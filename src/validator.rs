use crate::process::ProcessTable;
use crate::table::{FrameIndex, FrameTable, ProcessId, VirtualPageNumber};
use thiserror::Error;

/// A broken link between the page tables and the frame table. Any of these means the engine has
/// corrupted its own state.
#[derive(Debug, Error, PartialEq, Eq)]
pub enum Violation {
    #[error("pid {pid} vpn {vpn}: present bit disagrees with frame {frame:?}")]
    PresentMismatch {
        pid: ProcessId,
        vpn: VirtualPageNumber,
        frame: Option<FrameIndex>,
    },
    #[error("pid {pid} vpn {vpn}: access bits set on a page that is not present")]
    StaleBits { pid: ProcessId, vpn: VirtualPageNumber },
    #[error("pid {pid} vpn {vpn}: frame {frame} is out of range")]
    FrameOutOfRange {
        pid: ProcessId,
        vpn: VirtualPageNumber,
        frame: FrameIndex,
    },
    #[error("pid {pid} vpn {vpn}: frame {frame} is mapped to {found:?}")]
    FrameMismatch {
        pid: ProcessId,
        vpn: VirtualPageNumber,
        frame: FrameIndex,
        found: Option<(ProcessId, VirtualPageNumber)>,
    },
    #[error("frame {frame} claims pid {pid} vpn {vpn}, which does not map it")]
    OrphanFrame {
        frame: FrameIndex,
        pid: ProcessId,
        vpn: VirtualPageNumber,
    },
}

/// Check that present pages and occupied frames form a one-to-one mapping:
///
/// * an entry is present exactly when it has a frame, and a non-present entry has both bits clear;
/// * every present entry's frame points back at that entry;
/// * every occupied frame belongs to a live process whose entry points back at the frame.
///
/// The second and third rules together rule out two pages sharing a frame.
pub fn check(frames: &FrameTable, processes: &ProcessTable) -> Result<(), Violation> {
    for process in processes.iter() {
        let pid = process.id;
        for (vpn, entry) in process.address_space.iter() {
            match (entry.present, entry.frame) {
                (true, Some(frame)) => {
                    if frame >= frames.len() {
                        return Err(Violation::FrameOutOfRange { pid, vpn, frame });
                    }
                    let found = frames[frame].mapping();
                    if found != Some((pid, vpn)) {
                        return Err(Violation::FrameMismatch {
                            pid,
                            vpn,
                            frame,
                            found,
                        });
                    }
                }
                (false, None) => {
                    if entry.referenced || entry.modified {
                        return Err(Violation::StaleBits { pid, vpn });
                    }
                }
                (_, frame) => return Err(Violation::PresentMismatch { pid, vpn, frame }),
            }
        }
    }

    for (frame, slot) in frames.iter() {
        if let Some((pid, vpn)) = slot.mapping() {
            let backed = processes
                .get(pid)
                .filter(|process| vpn < process.pages())
                .map(|process| process.address_space[vpn].frame == Some(frame))
                .unwrap_or(false);
            if !backed {
                return Err(Violation::OrphanFrame { frame, pid, vpn });
            }
        }
    }

    Ok(())
}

#####

== WORK REQUEST ==
Return every record exactly as it was given.

== SOLUTION TO THIS EXERCISE ==
filename src/validator.rs
use crate::process::ProcessTable;
use crate::table::{FrameIndex, FrameTable, ProcessId, VirtualPageNumber};
use thiserror::Error;

/// A broken link between the page tables and the frame table. Any of these means the engine has
/// corrupted its own state.
#[derive(Debug, Error, PartialEq, Eq)]
pub enum Violation {
    #[error("pid {pid} vpn {vpn}: present bit disagrees with frame {frame:?}")]
    PresentMismatch {
        pid: ProcessId,
        vpn: VirtualPageNumber,
        frame: Option<FrameIndex>,
    },
    #[error("pid {pid} vpn {vpn}: access bits set on a page that is not present")]
    StaleBits { pid: ProcessId, vpn: VirtualPageNumber },
    #[error("pid {pid} vpn {vpn}: frame {frame} is out of range")]
    FrameOutOfRange {
        pid: ProcessId,
        vpn: VirtualPageNumber,
        frame: FrameIndex,
    },
    #[error("pid {pid} vpn {vpn}: frame {frame} is mapped to {found:?}")]
    FrameMismatch {
        pid: ProcessId,
        vpn: VirtualPageNumber,
        frame: FrameIndex,
        found: Option<(ProcessId, VirtualPageNumber)>,
    },
    #[error("frame {frame} claims pid {pid} vpn {vpn}, which does not map it")]
    OrphanFrame {
        frame: FrameIndex,
        pid: ProcessId,
        vpn: VirtualPageNumber,
    },
}

/// Check that present pages and occupied frames form a one-to-one mapping:
///
/// * an entry is present exactly when it has a frame, and a non-present entry has both bits clear;
/// * every present entry's frame points back at that entry;
/// * every occupied frame belongs to a live process whose entry points back at the frame.
///
/// The second and third rules together rule out two pages sharing a frame.
pub fn check(frames: &FrameTable, processes: &ProcessTable) -> Result<(), Violation> {
    for process in processes.iter() {
        let pid = process.id;
        for (vpn, entry) in process.address_space.iter() {
            match (entry.present, entry.frame) {
                (true, Some(frame)) => {
                    if frame >= frames.len() {
                        return Err(Violation::FrameOutOfRange { pid, vpn, frame });
                    }
                    let found = frames[frame].mapping();
                    if found != Some((pid, vpn)) {
                        return Err(Violation::FrameMismatch {
                            pid,
                            vpn,
                            frame,
                            found,
                        });
                    }
                }
                (false, None) => {
                    if entry.referenced || entry.modified {
                        return Err(Violation::StaleBits { pid, vpn });
                    }
                }
                (_, frame) => return Err(Violation::PresentMismatch { pid, vpn, frame }),
            }
        }
    }

    for (frame, slot) in frames.iter() {
        if let Some((pid, vpn)) = slot.mapping() {
            let backed = processes
                .get(pid)
                .filter(|process| vpn < process.pages())
                .map(|process| process.address_space[vpn].frame == Some(frame))
                .unwrap_or(false);
            if !backed {
                return Err(Violation::OrphanFrame { frame, pid, vpn });
            }
        }
    }

    Ok(())
}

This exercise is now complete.